Atomically Precise Core‐Tailoring Au 12‐ x Ag x ( x = 4, 5, 6) Nanoclusters for Enhanced Switchable Photocatalytic Therapy of Infected Wounds

ABSTRACT The development of structurally precise, efficient, and tunable metal nanocluster‐based photocatalysts serves as an ideal model for elucidating intrinsic reaction mechanisms. However, deciphering the correlation between individual metal atoms alterations in the metallic core and photocatalytic property modulation remains a formidable challenge. In this work, we employed an atomically precise synthesis strategy to design and tailor alloy clusters Au 12‐ x Ag x ( x = 4, 5, 6). Under light‐specific activation, these clusters efficiently catalyze oxygen to generate highly toxic reactive oxygen species (ROS), specifically hydroxyl radicals (·OH). The catalytic performance exhibiting composition dependence, achieving effective regulation of redox properties through gradient‐composition adjustments in the metal core. With increasing Ag atom incorporation, the photocatalytic capability of the alloy clusters is enhanced, exhibiting 99.9% broad‐spectrum antibacterial efficacy against both Gram‐positive and Gram‐negative bacteria.

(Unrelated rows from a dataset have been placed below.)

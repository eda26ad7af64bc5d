//! Risk aggregation.
//!
//! A fixed linear combination of the ABCD descriptors plus a boolean
//! diameter term, optionally raised by a longitudinal growth tier. The
//! weights are empirical and deliberately not configurable. The score
//! is descriptive, not diagnostic.

use serde::{Deserialize, Serialize};

use crate::features::AbcdFeatures;

/// Weight of asymmetry.
pub const ASYMMETRY_WEIGHT: f64 = 2.0;
/// Weight of border irregularity.
pub const BORDER_WEIGHT: f64 = 1.8;
/// Weight of color variation, applied after dividing by
/// [`COLOR_SCALE`].
pub const COLOR_WEIGHT: f64 = 1.2;
/// Color variation is divided by this before weighting.
pub const COLOR_SCALE: f64 = 50.0;
/// Added when the diameter exceeds [`DIAMETER_THRESHOLD_MM`].
pub const DIAMETER_WEIGHT: f64 = 2.5;
/// Diameter threshold in millimeters (strictly greater).
pub const DIAMETER_THRESHOLD_MM: f64 = 6.0;
/// Weight of the growth tier in the total score.
pub const EVOLUTION_WEIGHT: f64 = 3.0;

/// `2.0·A + 1.8·B + 1.2·(C/50) + 2.5·[D > 6]`.
#[must_use]
pub fn abcd_risk(features: &AbcdFeatures) -> f64 {
    let large = if features.diameter_mm > DIAMETER_THRESHOLD_MM {
        DIAMETER_WEIGHT
    } else {
        0.0
    };
    COLOR_WEIGHT.mul_add(
        features.color_variation / COLOR_SCALE,
        ASYMMETRY_WEIGHT.mul_add(
            features.asymmetry,
            BORDER_WEIGHT * features.border_irregularity,
        ),
    ) + large
}

/// ABCD risk of one analysis.
///
/// The diameter term needs a metric scale; without one the score is
/// reported as incomplete instead of silently dropping the term.
#[derive(Debug, Clone, Copy, PartialEq, Serialize, Deserialize)]
#[serde(tag = "status", content = "value", rename_all = "snake_case")]
pub enum RiskScore {
    /// All four terms were evaluated.
    Scored(f64),
    /// Calibration was unavailable.
    Incomplete,
}

impl RiskScore {
    /// The score, if complete.
    #[must_use]
    pub const fn value(self) -> Option<f64> {
        match self {
            Self::Scored(v) => Some(v),
            Self::Incomplete => None,
        }
    }
}

impl std::fmt::Display for RiskScore {
    fn fmt(&self, f: &mut std::fmt::Formatter<'_>) -> std::fmt::Result {
        match self {
            Self::Scored(v) => write!(f, "{v:.2}"),
            Self::Incomplete => f.write_str("incomplete (no scale reference)"),
        }
    }
}

/// Growth tier between the earliest and latest measurement of a lesion.
#[derive(Debug, Clone, Copy, PartialEq, Eq, Hash, Serialize, Deserialize)]
#[serde(rename_all = "snake_case")]
pub enum GrowthTier {
    /// Below 2 mm² per month, or not enough history.
    Stable,
    /// 2 to 10 mm² per month.
    Moderate,
    /// 10 mm² per month or more.
    Rapid,
}

impl GrowthTier {
    /// Numeric evolution term `E` in `{0, 1, 2}`.
    #[must_use]
    pub const fn score(self) -> u8 {
        match self {
            Self::Stable => 0,
            Self::Moderate => 1,
            Self::Rapid => 2,
        }
    }

    /// Tier of an area growth rate in mm² per month.
    #[must_use]
    pub fn from_rate(rate_mm2_per_month: f64) -> Self {
        if rate_mm2_per_month < 2.0 {
            Self::Stable
        } else if rate_mm2_per_month < 10.0 {
            Self::Moderate
        } else {
            Self::Rapid
        }
    }
}

/// `risk_abcd + 3.0·E`.
#[must_use]
pub fn total_risk(risk_abcd: f64, tier: GrowthTier) -> f64 {
    EVOLUTION_WEIGHT.mul_add(f64::from(tier.score()), risk_abcd)
}

/// Coarse banding of a total risk score.
#[derive(Debug, Clone, Copy, PartialEq, Eq, Hash, Serialize, Deserialize)]
#[serde(rename_all = "snake_case")]
pub enum RiskLevel {
    /// Below 3.
    Low,
    /// 3 up to (excluding) 6.
    Moderate,
    /// 6 and above.
    High,
}

impl RiskLevel {
    /// Band a score.
    #[must_use]
    pub fn of(score: f64) -> Self {
        if score < 3.0 {
            Self::Low
        } else if score < 6.0 {
            Self::Moderate
        } else {
            Self::High
        }
    }
}

impl std::fmt::Display for RiskLevel {
    fn fmt(&self, f: &mut std::fmt::Formatter<'_>) -> std::fmt::Result {
        f.write_str(match self {
            Self::Low => "low",
            Self::Moderate => "moderate",
            Self::High => "high",
        })
    }
}
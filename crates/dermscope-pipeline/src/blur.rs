//! Gaussian smoothing ahead of clustering and circle detection.
//!
//! Coin detection smooths the grayscale photograph so skin texture does
//! not produce spurious edges; segmentation smooths the color image so
//! pores and specular dots do not form their own clusters.

use image::{GrayImage, RgbImage};

/// Blur a grayscale image with a Gaussian of standard deviation `sigma`.
///
/// A non-positive `sigma` is a no-op (`imageproc` rejects it).
#[must_use = "returns the blurred image"]
pub fn gaussian_blur(image: &GrayImage, sigma: f32) -> GrayImage {
    if sigma > 0.0 {
        imageproc::filter::gaussian_blur_f32(image, sigma)
    } else {
        image.clone()
    }
}

/// Blur each channel of an RGB image; see [`gaussian_blur`].
#[must_use = "returns the blurred image"]
pub fn gaussian_blur_rgb(image: &RgbImage, sigma: f32) -> RgbImage {
    if sigma > 0.0 {
        imageproc::filter::gaussian_blur_f32(image, sigma)
    } else {
        image.clone()
    }
}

In infected murine models, nanocluster‐embedded wound dressings exhibited excellent biocompatibility and safety, enabling efficient and controllable photocatalytic antimicrobial action while mitigating excessive inflammation. The alloy clusters Au 12‐ x Ag x exhibit composition‐dependent properties, providing a good platform to investigate the relationship between structure and function at the atomic level.